### Directions
In the records, each line holding "Space" must be reported.

Data excerpts

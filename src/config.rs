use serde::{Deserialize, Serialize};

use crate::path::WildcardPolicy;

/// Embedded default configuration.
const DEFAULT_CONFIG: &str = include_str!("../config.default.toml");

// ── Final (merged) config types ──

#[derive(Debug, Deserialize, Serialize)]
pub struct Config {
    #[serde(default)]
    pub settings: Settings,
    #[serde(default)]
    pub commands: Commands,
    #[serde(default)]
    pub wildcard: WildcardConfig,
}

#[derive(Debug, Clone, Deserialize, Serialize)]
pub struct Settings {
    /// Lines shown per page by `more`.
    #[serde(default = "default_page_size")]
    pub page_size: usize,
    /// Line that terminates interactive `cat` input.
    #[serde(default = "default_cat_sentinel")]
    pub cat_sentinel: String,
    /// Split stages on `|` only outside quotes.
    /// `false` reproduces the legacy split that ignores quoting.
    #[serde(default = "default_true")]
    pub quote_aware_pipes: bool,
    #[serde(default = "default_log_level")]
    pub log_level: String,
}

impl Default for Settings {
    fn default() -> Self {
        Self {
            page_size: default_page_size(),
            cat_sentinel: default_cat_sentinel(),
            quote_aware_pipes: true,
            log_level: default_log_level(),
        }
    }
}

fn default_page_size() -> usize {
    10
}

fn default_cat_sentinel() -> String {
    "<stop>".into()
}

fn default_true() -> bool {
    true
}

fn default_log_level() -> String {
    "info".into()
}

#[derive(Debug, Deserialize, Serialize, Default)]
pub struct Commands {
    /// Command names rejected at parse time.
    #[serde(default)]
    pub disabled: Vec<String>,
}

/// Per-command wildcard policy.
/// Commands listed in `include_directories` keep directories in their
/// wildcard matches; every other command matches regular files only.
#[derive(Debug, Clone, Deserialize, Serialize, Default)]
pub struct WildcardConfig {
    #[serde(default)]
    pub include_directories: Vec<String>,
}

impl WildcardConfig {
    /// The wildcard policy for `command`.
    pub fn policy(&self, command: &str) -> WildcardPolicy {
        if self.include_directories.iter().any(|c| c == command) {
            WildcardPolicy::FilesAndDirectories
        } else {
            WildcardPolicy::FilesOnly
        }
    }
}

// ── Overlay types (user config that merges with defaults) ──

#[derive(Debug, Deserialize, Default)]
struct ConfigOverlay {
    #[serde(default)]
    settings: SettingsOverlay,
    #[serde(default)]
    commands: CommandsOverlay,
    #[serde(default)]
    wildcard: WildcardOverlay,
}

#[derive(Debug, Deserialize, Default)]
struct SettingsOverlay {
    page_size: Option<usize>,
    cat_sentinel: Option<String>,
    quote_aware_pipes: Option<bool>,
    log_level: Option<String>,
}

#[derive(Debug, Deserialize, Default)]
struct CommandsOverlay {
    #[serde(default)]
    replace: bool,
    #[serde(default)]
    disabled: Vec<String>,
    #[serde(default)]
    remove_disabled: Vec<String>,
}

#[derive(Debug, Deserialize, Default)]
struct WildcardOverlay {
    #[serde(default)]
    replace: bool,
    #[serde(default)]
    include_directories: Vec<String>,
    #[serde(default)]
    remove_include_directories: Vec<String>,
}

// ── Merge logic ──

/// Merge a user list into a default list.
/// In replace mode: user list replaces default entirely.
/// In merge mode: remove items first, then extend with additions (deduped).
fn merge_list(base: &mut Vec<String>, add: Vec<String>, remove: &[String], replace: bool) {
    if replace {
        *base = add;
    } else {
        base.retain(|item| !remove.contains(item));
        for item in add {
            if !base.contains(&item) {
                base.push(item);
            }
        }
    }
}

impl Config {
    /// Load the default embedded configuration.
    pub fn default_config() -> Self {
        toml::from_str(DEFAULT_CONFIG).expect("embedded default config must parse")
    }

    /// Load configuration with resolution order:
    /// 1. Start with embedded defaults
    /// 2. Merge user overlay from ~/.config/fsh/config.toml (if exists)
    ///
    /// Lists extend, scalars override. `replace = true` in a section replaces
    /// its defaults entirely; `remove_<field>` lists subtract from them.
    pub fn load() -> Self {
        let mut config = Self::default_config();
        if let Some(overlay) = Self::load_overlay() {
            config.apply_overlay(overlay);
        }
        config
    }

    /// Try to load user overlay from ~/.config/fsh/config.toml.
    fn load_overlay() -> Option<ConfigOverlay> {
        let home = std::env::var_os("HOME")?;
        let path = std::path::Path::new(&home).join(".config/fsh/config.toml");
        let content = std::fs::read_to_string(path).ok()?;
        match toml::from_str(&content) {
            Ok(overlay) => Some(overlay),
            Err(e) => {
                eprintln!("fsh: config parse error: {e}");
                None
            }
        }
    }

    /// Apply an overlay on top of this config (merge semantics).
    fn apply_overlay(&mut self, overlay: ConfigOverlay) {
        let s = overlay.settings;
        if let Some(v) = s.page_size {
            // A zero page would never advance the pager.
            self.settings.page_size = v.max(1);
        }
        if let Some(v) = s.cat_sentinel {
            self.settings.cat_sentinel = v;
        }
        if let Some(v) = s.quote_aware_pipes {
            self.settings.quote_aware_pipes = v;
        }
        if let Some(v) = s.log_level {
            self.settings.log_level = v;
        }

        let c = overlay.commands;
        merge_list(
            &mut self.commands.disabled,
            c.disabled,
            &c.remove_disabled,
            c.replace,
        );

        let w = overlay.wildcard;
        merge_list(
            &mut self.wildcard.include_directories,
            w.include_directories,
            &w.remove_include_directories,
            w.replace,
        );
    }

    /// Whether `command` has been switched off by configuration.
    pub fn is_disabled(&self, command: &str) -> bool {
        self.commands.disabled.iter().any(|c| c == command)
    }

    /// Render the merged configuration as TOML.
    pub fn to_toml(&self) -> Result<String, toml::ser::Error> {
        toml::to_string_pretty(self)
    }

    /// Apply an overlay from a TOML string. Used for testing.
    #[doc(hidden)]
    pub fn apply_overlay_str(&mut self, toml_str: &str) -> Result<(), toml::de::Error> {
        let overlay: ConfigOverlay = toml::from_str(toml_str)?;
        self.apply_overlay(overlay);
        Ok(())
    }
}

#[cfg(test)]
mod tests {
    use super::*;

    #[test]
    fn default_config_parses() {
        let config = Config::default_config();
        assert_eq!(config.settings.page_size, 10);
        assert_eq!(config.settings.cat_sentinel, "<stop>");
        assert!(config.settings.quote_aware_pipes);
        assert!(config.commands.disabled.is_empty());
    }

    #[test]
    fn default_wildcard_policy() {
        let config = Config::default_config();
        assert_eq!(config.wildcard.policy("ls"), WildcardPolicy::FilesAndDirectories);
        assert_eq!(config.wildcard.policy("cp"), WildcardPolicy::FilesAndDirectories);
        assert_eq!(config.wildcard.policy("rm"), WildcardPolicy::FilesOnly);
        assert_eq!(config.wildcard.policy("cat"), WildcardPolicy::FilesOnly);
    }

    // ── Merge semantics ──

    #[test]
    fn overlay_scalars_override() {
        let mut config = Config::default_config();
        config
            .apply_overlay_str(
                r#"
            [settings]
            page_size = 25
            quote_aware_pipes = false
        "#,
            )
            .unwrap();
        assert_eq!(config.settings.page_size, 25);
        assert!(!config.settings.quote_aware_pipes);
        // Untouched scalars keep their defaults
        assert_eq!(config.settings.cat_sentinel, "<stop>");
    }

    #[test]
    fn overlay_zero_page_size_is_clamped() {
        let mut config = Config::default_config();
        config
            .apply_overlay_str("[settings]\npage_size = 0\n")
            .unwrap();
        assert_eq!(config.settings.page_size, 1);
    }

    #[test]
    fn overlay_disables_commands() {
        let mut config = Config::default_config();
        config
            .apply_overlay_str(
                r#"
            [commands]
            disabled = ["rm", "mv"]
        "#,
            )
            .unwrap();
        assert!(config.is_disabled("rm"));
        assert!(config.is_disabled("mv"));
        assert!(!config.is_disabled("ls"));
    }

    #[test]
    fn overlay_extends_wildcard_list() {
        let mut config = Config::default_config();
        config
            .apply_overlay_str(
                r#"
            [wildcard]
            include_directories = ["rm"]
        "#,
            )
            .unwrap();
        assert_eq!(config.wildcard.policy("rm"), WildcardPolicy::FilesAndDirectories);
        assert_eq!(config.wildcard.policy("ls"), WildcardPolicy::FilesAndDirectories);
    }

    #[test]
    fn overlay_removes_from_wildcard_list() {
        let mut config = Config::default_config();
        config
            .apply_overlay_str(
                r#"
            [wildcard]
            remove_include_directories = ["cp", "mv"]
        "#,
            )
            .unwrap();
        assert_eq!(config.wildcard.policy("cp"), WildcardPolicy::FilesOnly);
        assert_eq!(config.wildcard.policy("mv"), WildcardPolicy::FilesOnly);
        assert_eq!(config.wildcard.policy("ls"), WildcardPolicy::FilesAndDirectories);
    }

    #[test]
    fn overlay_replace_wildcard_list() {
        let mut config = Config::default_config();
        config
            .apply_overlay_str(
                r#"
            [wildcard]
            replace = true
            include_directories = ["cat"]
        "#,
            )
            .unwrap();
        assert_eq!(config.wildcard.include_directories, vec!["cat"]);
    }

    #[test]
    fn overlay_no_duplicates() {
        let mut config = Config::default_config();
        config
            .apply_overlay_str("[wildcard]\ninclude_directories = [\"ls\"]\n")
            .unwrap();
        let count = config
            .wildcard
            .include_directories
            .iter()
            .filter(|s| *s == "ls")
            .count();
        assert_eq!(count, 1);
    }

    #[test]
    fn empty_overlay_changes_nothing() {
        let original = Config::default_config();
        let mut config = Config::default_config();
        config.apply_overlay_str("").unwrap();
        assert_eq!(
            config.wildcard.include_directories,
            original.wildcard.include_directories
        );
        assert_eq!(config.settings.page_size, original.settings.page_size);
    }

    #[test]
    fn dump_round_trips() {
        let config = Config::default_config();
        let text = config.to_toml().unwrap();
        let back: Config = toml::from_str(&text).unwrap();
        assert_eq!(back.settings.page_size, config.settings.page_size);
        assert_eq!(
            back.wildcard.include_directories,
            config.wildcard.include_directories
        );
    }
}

...

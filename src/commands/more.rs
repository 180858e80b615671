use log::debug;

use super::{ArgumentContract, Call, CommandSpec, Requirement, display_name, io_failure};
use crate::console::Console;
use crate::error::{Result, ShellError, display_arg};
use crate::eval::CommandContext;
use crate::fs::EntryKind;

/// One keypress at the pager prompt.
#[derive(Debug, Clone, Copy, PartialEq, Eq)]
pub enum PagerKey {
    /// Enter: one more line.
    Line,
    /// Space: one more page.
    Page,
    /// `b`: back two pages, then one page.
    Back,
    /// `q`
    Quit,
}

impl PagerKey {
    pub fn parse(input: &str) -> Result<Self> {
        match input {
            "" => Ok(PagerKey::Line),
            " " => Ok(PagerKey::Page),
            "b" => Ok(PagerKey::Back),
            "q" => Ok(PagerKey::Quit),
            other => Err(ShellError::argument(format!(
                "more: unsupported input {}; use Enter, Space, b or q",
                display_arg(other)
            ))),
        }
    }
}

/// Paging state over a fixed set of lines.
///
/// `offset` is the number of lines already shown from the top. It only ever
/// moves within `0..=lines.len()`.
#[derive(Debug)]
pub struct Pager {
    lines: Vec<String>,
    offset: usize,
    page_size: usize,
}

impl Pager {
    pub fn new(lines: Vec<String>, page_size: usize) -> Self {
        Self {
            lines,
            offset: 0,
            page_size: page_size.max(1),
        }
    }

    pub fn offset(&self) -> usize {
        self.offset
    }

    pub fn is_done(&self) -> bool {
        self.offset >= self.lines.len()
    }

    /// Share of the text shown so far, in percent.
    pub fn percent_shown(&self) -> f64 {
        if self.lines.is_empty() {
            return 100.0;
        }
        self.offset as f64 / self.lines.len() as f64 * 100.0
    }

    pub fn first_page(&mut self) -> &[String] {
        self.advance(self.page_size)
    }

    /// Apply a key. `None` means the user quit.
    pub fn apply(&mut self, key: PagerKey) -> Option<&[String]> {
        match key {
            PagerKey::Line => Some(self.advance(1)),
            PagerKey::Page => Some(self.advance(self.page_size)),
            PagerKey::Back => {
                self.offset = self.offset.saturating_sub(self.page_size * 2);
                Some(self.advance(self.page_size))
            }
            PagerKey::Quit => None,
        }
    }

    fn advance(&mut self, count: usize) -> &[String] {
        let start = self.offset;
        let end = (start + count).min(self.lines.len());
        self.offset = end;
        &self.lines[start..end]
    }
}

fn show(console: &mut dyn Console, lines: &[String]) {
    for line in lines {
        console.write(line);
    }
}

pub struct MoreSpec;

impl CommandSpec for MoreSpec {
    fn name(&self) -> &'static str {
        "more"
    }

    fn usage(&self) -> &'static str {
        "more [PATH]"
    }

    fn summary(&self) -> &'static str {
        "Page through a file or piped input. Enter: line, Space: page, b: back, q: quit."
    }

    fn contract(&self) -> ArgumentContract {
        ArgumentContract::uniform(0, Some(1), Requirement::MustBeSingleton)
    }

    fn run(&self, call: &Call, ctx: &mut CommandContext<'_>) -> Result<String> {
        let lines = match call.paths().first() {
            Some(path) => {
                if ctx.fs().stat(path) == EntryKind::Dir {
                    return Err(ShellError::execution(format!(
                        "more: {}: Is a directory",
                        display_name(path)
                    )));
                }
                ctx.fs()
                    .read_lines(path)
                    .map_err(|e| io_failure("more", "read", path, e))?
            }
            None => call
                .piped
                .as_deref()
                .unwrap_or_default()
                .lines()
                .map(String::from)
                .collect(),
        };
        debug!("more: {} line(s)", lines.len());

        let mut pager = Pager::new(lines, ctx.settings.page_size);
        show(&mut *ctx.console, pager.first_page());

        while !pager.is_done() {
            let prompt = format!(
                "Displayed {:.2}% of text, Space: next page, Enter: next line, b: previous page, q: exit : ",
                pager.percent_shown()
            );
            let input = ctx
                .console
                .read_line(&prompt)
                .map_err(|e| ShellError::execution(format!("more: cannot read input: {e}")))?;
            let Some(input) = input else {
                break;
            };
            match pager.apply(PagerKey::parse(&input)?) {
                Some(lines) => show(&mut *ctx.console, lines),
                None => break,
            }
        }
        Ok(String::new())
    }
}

### Expected answer
    /// Space: one more page.
                "more: unsupported input {}; use Enter, Space, b or q",
        "Page through a file or piped input. Enter: line, Space: page, b: back, q: quit."
                "Displayed {:.2}% of text, Space: next page, Enter: next line, b: previous page, q: exit : ",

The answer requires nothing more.